When you are a veteran mom, you are no longer concerned with this idea of perfection.  Your once competetive edge is replaced with reality.  Your child will eat dirt, maybe even glue, they will romance the idea of a vocabulary better suited for the gutter (in public places, of course), they will tantrum and scream, "don't spank me!" (again, in public).  As their vocabulary takes off they will tell you they hate you and all the reasons you "suck". They will lie, they will work you over like a well oil machined until you take the bullet train to reality town. And finally, you, you my friend, are no longer a slave to bedazzled jeans.  One does not draw attention to 38 years and 4 children worth of backside.
When I looked around the preschool realizing I was not a)pregnant b) recently delivered c) bedazzled, I suddenly realized I am a veteran. Honestly, I felt very smug and full of wisdom. I am the token older Mom in this preschool, but with that age comes an appreciation my younger counterparts have yet to realize. I love that Caden asks me for a kiss every day when I drop him off at school... because I know sooner than later he will roll his eyes when I ask for a hug in public.  I love the school projects he proudly brings home to display because I know the day will soon be here when those little art projects end replaced by the days of "I can't doooooo it!" homework.

I have been told, "I hate you!" and even though I thought my heart would break into a million pieces, I survived to realize that phrase is really an emotionally packed shock value of, "listen to me, I'm hurting but I don't have the words to tell you how much". I've dried tears, felt intense pride (and intense embarassment).  I have learned to not place my aspirations of perfection on my kids ... they will be what they will be, imperfect, flawed, and amazing.

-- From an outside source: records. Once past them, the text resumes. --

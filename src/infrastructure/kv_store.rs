//! 键值存储 - 基础设施层
//!
//! 进程内唯一的持久化映射，只有整键读写，没有字段级更新。
//! 调用方读出整个值、修改副本、再整体写回，并发写入时后写者胜出

use crate::error::{AppResult, StorageError};
use serde_json::{Map, Value as JsonValue};
use std::collections::HashMap;
use std::future::Future;
use std::io::ErrorKind;
use std::path::{Path, PathBuf};
use std::sync::{Arc, Mutex};
use tracing::debug;

/// 键值存储能力
pub trait KeyValueStore: Send + Sync {
    fn get(&self, key: &str) -> impl Future<Output = AppResult<Option<JsonValue>>> + Send;
    fn set(&self, key: &str, value: JsonValue) -> impl Future<Output = AppResult<()>> + Send;
}

impl<S: KeyValueStore> KeyValueStore for Arc<S> {
    fn get(&self, key: &str) -> impl Future<Output = AppResult<Option<JsonValue>>> + Send {
        (**self).get(key)
    }

    fn set(&self, key: &str, value: JsonValue) -> impl Future<Output = AppResult<()>> + Send {
        (**self).set(key, value)
    }
}

/// 单个 JSON 文件里的键值存储
///
/// 文件内容是一个 JSON 对象；写入时先写临时文件再 rename
pub struct JsonFileStore {
    path: PathBuf,
    io_lock: tokio::sync::Mutex<()>,
}

impl JsonFileStore {
    pub fn new(path: impl Into<PathBuf>) -> Self {
        Self {
            path: path.into(),
            io_lock: tokio::sync::Mutex::new(()),
        }
    }

    pub fn path(&self) -> &Path {
        &self.path
    }

    fn display_path(&self) -> String {
        self.path.display().to_string()
    }

    /// 读取整个文件，文件不存在或为空时视为空对象
    async fn read_all(&self) -> AppResult<Map<String, JsonValue>> {
        let content = match tokio::fs::read_to_string(&self.path).await {
            Ok(content) => content,
            Err(e) if e.kind() == ErrorKind::NotFound => return Ok(Map::new()),
            Err(source) => {
                return Err(StorageError::ReadFailed {
                    path: self.display_path(),
                    source,
                }
                .into())
            }
        };

        if content.trim().is_empty() {
            return Ok(Map::new());
        }

        serde_json::from_str(&content).map_err(|source| {
            StorageError::Corrupted {
                path: self.display_path(),
                source,
            }
            .into()
        })
    }

    async fn write_all(&self, data: &Map<String, JsonValue>) -> AppResult<()> {
        let write_failed = |source| StorageError::WriteFailed {
            path: self.display_path(),
            source,
        };

        if let Some(parent) = self.path.parent().filter(|p| !p.as_os_str().is_empty()) {
            tokio::fs::create_dir_all(parent).await.map_err(write_failed)?;
        }

        let content = serde_json::to_string_pretty(data)?;
        let mut tmp_name = self.path.as_os_str().to_owned();
        tmp_name.push(".tmp");
        let tmp_path = PathBuf::from(tmp_name);

        tokio::fs::write(&tmp_path, content).await.map_err(write_failed)?;
        tokio::fs::rename(&tmp_path, &self.path)
            .await
            .map_err(write_failed)?;
        Ok(())
    }
}

impl KeyValueStore for JsonFileStore {
    async fn get(&self, key: &str) -> AppResult<Option<JsonValue>> {
        let _guard = self.io_lock.lock().await;
        let data = self.read_all().await?;
        Ok(data.get(key).cloned())
    }

    async fn set(&self, key: &str, value: JsonValue) -> AppResult<()> {
        let _guard = self.io_lock.lock().await;
        let mut data = self.read_all().await?;
        data.insert(key.to_string(), value);
        self.write_all(&data).await?;
        debug!("已写入 {} -> {}", key, self.path.display());
        Ok(())
    }
}

/// 内存中的键值存储
#[derive(Default)]
pub struct MemoryStore {
    data: Mutex<HashMap<String, JsonValue>>,
}

impl MemoryStore {
    pub fn new() -> Self {
        Self::default()
    }
}

impl KeyValueStore for MemoryStore {
    async fn get(&self, key: &str) -> AppResult<Option<JsonValue>> {
        let data = self.data.lock().unwrap_or_else(|e| e.into_inner());
        Ok(data.get(key).cloned())
    }

    async fn set(&self, key: &str, value: JsonValue) -> AppResult<()> {
        let mut data = self.data.lock().unwrap_or_else(|e| e.into_inner());
        data.insert(key.to_string(), value);
        Ok(())
    }
}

Caden is doing amazingly well in conservative neighborhood preschool.  His favorite part is snacks ... and yes, the teacher has already gently and apologetically explained to me that Caden cannot have his self-requested 2 snacks, only 1.  It's okay macaroni-necklace-wearing-soft-spoken-prechool-teacher.  I can handle it. Hopefully, you will do the same if/when Caden graces you with his ever expanding vocabulary skills, which until this time, he has not demonstrated for the class.